The whole run is done when no =*-review.org= files remain and each spec is judged implementation-ready (or its remaining blockers are named).
@@ -125,6 +126,24 @@ When related specs were reviewed together, two reviews can recommend opposite th
4. *Move to the next review file.* Repeat Phases 1-5 until none remain.
5. *Report* what was accepted-wholesale, what was modified/rejected and why, any cross-spec reconciliations, and the implementation-ready verdict per spec.

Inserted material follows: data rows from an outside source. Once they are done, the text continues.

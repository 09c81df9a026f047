use crate::adapters::database::DbPool;
use crate::adapters::storage::MediaSink;
use crate::config::HealthConfig;
use opentelemetry::{KeyValue, global, metrics::Histogram};
use std::sync::Arc;
use std::time::{Duration, Instant};
use tokio::time::timeout;

#[derive(Clone, Debug)]
pub struct HealthMetrics {
    pub health_check_duration_seconds: Histogram<f64>,
}

impl HealthMetrics {
    #[must_use]
    pub fn new() -> Self {
        let meter = global::meter("chatter-server");
        Self {
            health_check_duration_seconds: meter
                .f64_histogram("health_check_duration_seconds")
                .with_description("Duration of health checks")
                .build(),
        }
    }
}

impl Default for HealthMetrics {
    fn default() -> Self {
        Self::new()
    }
}

#[derive(Clone, Debug)]
pub struct HealthService {
    pool: DbPool,
    sink: Arc<dyn MediaSink>,
    config: HealthConfig,
    metrics: HealthMetrics,
}

impl HealthService {
    #[must_use]
    pub fn new(pool: DbPool, sink: Arc<dyn MediaSink>, config: HealthConfig) -> Self {
        Self { pool, sink, config, metrics: HealthMetrics::new() }
    }

    /// # Errors
    /// Returns a description of the failure if the database is unreachable or slow.
    pub async fn check_db(&self) -> Result<(), String> {
        let db_timeout = Duration::from_millis(self.config.db_timeout_ms);
        let start = Instant::now();

        let res = match timeout(db_timeout, sqlx::query("SELECT 1").execute(&self.pool)).await {
            Ok(Ok(_)) => Ok(()),
            Ok(Err(e)) => Err(format!("Database connection failed: {e}")),
            Err(_) => Err("Database connection timed out".to_string()),
        };

        self.metrics
            .health_check_duration_seconds
            .record(start.elapsed().as_secs_f64(), &[KeyValue::new("component", "database")]);
        res
    }

    /// # Errors
    /// Returns a description of the failure if the upload directory is unusable.
    pub async fn check_storage(&self) -> Result<(), String> {
        let storage_timeout = Duration::from_millis(self.config.storage_timeout_ms);
        let start = Instant::now();

        let res = match timeout(storage_timeout, self.sink.check()).await {
            Ok(Ok(())) => Ok(()),
            Ok(Err(e)) => Err(format!("Upload directory check failed: {e}")),
            Err(_) => Err("Upload directory check timed out".to_string()),
        };

        self.metrics
            .health_check_duration_seconds
            .record(start.elapsed().as_secs_f64(), &[KeyValue::new("component", "storage")]);
        res
    }
}
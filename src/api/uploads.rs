use crate::api::AppState;
use crate::api::schemas::uploads::UploadResponse;
use crate::core::upload_service::IncomingFile;
use crate::error::{AppError, Result};
use axum::{
    Json,
    extract::{
        Multipart, State,
        multipart::{MultipartError, MultipartRejection},
    },
    http::StatusCode,
    response::IntoResponse,
};
use uuid::Uuid;

const REQUIRED_FIELDS: &str = "File, chatId, and senderId are required";

pub async fn upload_media(
    State(state): State<AppState>,
    multipart: std::result::Result<Multipart, MultipartRejection>,
) -> Result<impl IntoResponse> {
    let mut multipart = multipart.map_err(|e| AppError::BadRequest(e.body_text()))?;
    let max_mib = state.config.media.max_upload_bytes / (1024 * 1024);
    let read_error = |e: MultipartError| {
        if e.status() == StatusCode::PAYLOAD_TOO_LARGE {
            AppError::BadRequest(format!("File size too large. Maximum size is {max_mib}MB"))
        } else {
            AppError::BadRequest(e.body_text())
        }
    };

    let mut file = None;
    let mut chat_id = None;
    let mut sender_id = None;

    while let Some(field) = multipart.next_field().await.map_err(read_error)? {
        match field.name() {
            Some("file") => {
                let file_name = field.file_name().unwrap_or("upload").to_string();
                let mime_type = field.content_type().unwrap_or("application/octet-stream").to_string();
                let bytes = field.bytes().await.map_err(read_error)?;
                file = Some(IncomingFile { file_name, mime_type, bytes });
            }
            Some("chatId") => chat_id = Some(field.text().await.map_err(read_error)?),
            Some("senderId") => sender_id = Some(field.text().await.map_err(read_error)?),
            _ => {}
        }
    }

    let (Some(file), Some(chat_id), Some(sender_id)) = (file, non_blank(chat_id), non_blank(sender_id)) else {
        return Err(AppError::BadRequest(REQUIRED_FIELDS.into()));
    };
    let chat_id = parse_id(&chat_id, "chatId")?;
    let sender_id = parse_id(&sender_id, "senderId")?;

    let descriptor = state.upload_service.handle_upload(file, chat_id, sender_id).await?;
    Ok(Json(UploadResponse::from(descriptor)))
}

fn non_blank(value: Option<String>) -> Option<String> {
    value.map(|v| v.trim().to_string()).filter(|v| !v.is_empty())
}

fn parse_id(raw: &str, field: &str) -> Result<Uuid> {
    Uuid::parse_str(raw).map_err(|_| AppError::BadRequest(format!("Invalid {field}")))
}
use crate::api::AppState;
use crate::api::schemas::messages::{DeleteMessage, DeleteResponse, MessageEnvelope, SendMessage};
use crate::error::{AppError, Result};
use axum::{
    Json,
    extract::{
        Path, State,
        rejection::{JsonRejection, PathRejection},
    },
    http::StatusCode,
    response::IntoResponse,
};
use uuid::Uuid;

pub async fn send_message(
    State(state): State<AppState>,
    chat_id: std::result::Result<Path<Uuid>, PathRejection>,
    payload: std::result::Result<Json<SendMessage>, JsonRejection>,
) -> Result<impl IntoResponse> {
    let Path(chat_id) = chat_id?;
    let Json(payload) = payload?;
    let (sender_id, draft) = payload.into_parts();
    let sender_id = sender_id.ok_or_else(|| AppError::BadRequest("Sender ID is required".into()))?;

    let message = state.message_service.send(chat_id, sender_id, draft).await?;
    Ok((StatusCode::CREATED, Json(MessageEnvelope { message: message.into() })))
}

pub async fn delete_message(
    State(state): State<AppState>,
    ids: std::result::Result<Path<(Uuid, Uuid)>, PathRejection>,
    payload: std::result::Result<Json<DeleteMessage>, JsonRejection>,
) -> Result<impl IntoResponse> {
    let Path((chat_id, message_id)) = ids?;
    let Json(payload) = payload?;
    let user_id = payload.user_id.ok_or_else(|| AppError::BadRequest("User ID is required".into()))?;

    state.message_service.delete(chat_id, message_id, user_id).await?;
    Ok(Json(DeleteResponse { success: true, message: "Message deleted successfully" }))
}
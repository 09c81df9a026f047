use crate::api::rate_limit::{IpKeyExtractor, log_rate_limit_events};
use crate::config::Config;
use crate::core::account_service::AccountService;
use crate::core::chat_service::ChatService;
use crate::core::health_service::HealthService;
use crate::core::message_service::MessageService;
use crate::core::upload_service::UploadService;
use crate::core::user_service::UserService;
use axum::body::Body;
use axum::extract::DefaultBodyLimit;
use axum::http::Request;
use axum::{
    Router,
    middleware::from_fn,
    routing::{delete, get, post},
};
use std::sync::Arc;
use tower_governor::GovernorLayer;
use tower_governor::governor::GovernorConfigBuilder;
use tower_http::request_id::{PropagateRequestIdLayer, SetRequestIdLayer};
use tower_http::services::ServeDir;
use tower_http::trace::TraceLayer;

pub mod auth;
pub mod chats;
pub mod health;
pub mod messages;
pub mod middleware;
pub mod rate_limit;
pub mod schemas;
pub mod uploads;
pub mod users;

/// Headroom over the media cap for multipart framing and the text fields.
const MULTIPART_OVERHEAD_BYTES: usize = 1024 * 1024;

#[derive(Clone, Debug)]
pub struct AppState {
    pub config: Config,
    pub account_service: AccountService,
    pub user_service: UserService,
    pub chat_service: ChatService,
    pub message_service: MessageService,
    pub upload_service: UploadService,
}

#[derive(Clone, Debug)]
pub struct MgmtState {
    pub health_service: HealthService,
}

#[derive(Debug)]
pub struct ServiceContainer {
    pub account_service: AccountService,
    pub user_service: UserService,
    pub chat_service: ChatService,
    pub message_service: MessageService,
    pub upload_service: UploadService,
}

/// Configures and returns the primary application router.
///
/// # Errors
/// Returns an error if the rate limiter configuration is invalid.
pub fn app_router(config: Config, services: ServiceContainer) -> anyhow::Result<Router> {
    // Auth tier: signup and login are the only rate-limited routes.
    let auth_interval_ns = 1_000_000_000 / config.rate_limit.auth_per_second.max(1);
    let auth_conf = Arc::new(
        GovernorConfigBuilder::default()
            .per_nanosecond(u64::from(auth_interval_ns))
            .burst_size(config.rate_limit.auth_burst)
            .key_extractor(IpKeyExtractor::new(config.server.trusted_proxies.clone()))
            .finish()
            .ok_or_else(|| anyhow::anyhow!("invalid auth rate limit configuration"))?,
    );

    let upload_limit = config.media.max_upload_bytes + MULTIPART_OVERHEAD_BYTES;
    let upload_dir = config.media.upload_dir.clone();
    let public_prefix = config.media.public_prefix.clone();

    let state = AppState {
        config,
        account_service: services.account_service,
        user_service: services.user_service,
        chat_service: services.chat_service,
        message_service: services.message_service,
        upload_service: services.upload_service,
    };

    let auth_routes = Router::new()
        .route("/users", post(auth::signup))
        .route("/login", post(auth::login))
        .layer(GovernorLayer::new(auth_conf))
        .layer(from_fn(log_rate_limit_events));

    let api_routes = Router::new()
        .route("/users", get(users::list_users))
        .route("/users/search", get(users::search_users))
        .route("/chats", get(chats::list_chats).post(chats::open_chat))
        .route("/chats/{chatId}", get(chats::get_chat))
        .route("/chats/{chatId}/messages", post(messages::send_message))
        .route("/chats/{chatId}/messages/{messageId}", delete(messages::delete_message))
        .route("/upload", post(uploads::upload_media).layer(DefaultBodyLimit::max(upload_limit)));

    let router = Router::new()
        .nest("/api", auth_routes.merge(api_routes))
        .nest_service(&public_prefix, ServeDir::new(upload_dir))
        .layer(PropagateRequestIdLayer::new(axum::http::HeaderName::from_static("x-request-id")))
        .layer(
            TraceLayer::new_for_http()
                .make_span_with(move |request: &Request<Body>| {
                    let request_id = request
                        .extensions()
                        .get::<tower_http::request_id::RequestId>()
                        .map(|id| id.header_value().to_str().unwrap_or_default())
                        .unwrap_or_default()
                        .to_string();

                    tracing::info_span!(
                        "request",
                        "request_id" = %request_id,
                        "http.request.method" = %request.method(),
                        "url.path" = %request.uri().path(),
                        "http.response.status_code" = tracing::field::Empty,
                        "otel.kind" = "server",
                    )
                })
                .on_response(
                    |response: &axum::http::Response<_>, latency: std::time::Duration, _span: &tracing::Span| {
                        let status = response.status();
                        tracing::Span::current().record("http.response.status_code", status.as_u16());

                        tracing::info!(
                            latency_ms = %latency.as_millis(),
                            status = %status.as_u16(),
                            "request completed"
                        );
                    },
                )
                .on_failure(|error, _latency, _span: &tracing::Span| {
                    tracing::error!(error = %error, "request failed");
                }),
        )
        .layer(SetRequestIdLayer::new(
            axum::http::HeaderName::from_static("x-request-id"),
            middleware::MakeRequestUuidV7,
        ))
        .with_state(state);

    Ok(router)
}

pub fn mgmt_router(state: MgmtState) -> Router {
    Router::new().route("/livez", get(health::livez)).route("/readyz", get(health::readyz)).with_state(state)
}
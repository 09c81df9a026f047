use serde::{Deserialize, Serialize};

#[derive(Debug, Serialize, Deserialize)]
#[serde(rename_all = "camelCase")]
pub struct HealthResponse {
    pub status: String,
    pub database: String,
    pub storage: String,
}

+** Phase 6: On Ready, build the implementation-task breakdown
+
+This is the *last* step of the workflow, and it runs *only after the author confirms the spec is Ready* — never during review iterations. A Ready spec nobody can act on is unfinished; this phase turns it into tracked work. It applies to every project type (library, application, service, docs set).
+
+1. *Decide where the tasks live.* If the work is spinning off into its own project/repo, move the parent task into that project's =todo.org= (and relocate the spec with it); otherwise use the current project's =todo.org=. One parent task owns the effort; the phase tasks hang under it.
+
+2. *Create one task per implementation phase* from the spec's =Implementation phases=, in dependency order, so the task set as a whole describes the *full* milestone (e.g. v1) with no gaps. Each task body names the deliverable, its tests, and how it is verified. Carry over deferred/vNext work and any publish/release steps as their own tasks.
+
+3. *Turn a critical eye on completeness.* Re-read the spec — every phase, every acceptance criterion, every named deliverable, every data-safety/principle rule — and confirm each has a home in a task. The work is not done when the tasks merely exist; it is done when nothing in the spec is left untracked. This completeness pass is mandatory regardless of project type.
+
+4. *Mark =:solo:=* on every task the agent can both build *and* verify end-to-end with no involvement from the user — including self-verification of visuals via a headless/screenshot harness. Anything that needs the user's hands, eyes, real hardware, real hosts/credentials, or sign-off is *not* =:solo:=.
+
+5. *Add a "Manual testing and validation" task* (per =verification.md=) collecting everything not =:solo:=. As you write the phase tasks and discover items that need the user, add a child test under it with: a one-line "What we're verifying", the exact steps (one action per line), and an explicit "Expected" result — written so someone familiar with the project's domain but *not* this feature can run it from the text alone.
+
+6. *Add publish/release tasks* — remote creation, initial push, mirroring/release — and *defer the outward-facing steps* (creating a public remote, enabling a mirror, tagging a release) until the user explicitly confirms. Surface anything that needs the user's infrastructure (a server-side repo, credentials) rather than guessing it.
+
+The workflow is complete when these tasks exist, the completeness pass confirms nothing in the spec is untracked, and the user can pick up implementation from the task list alone.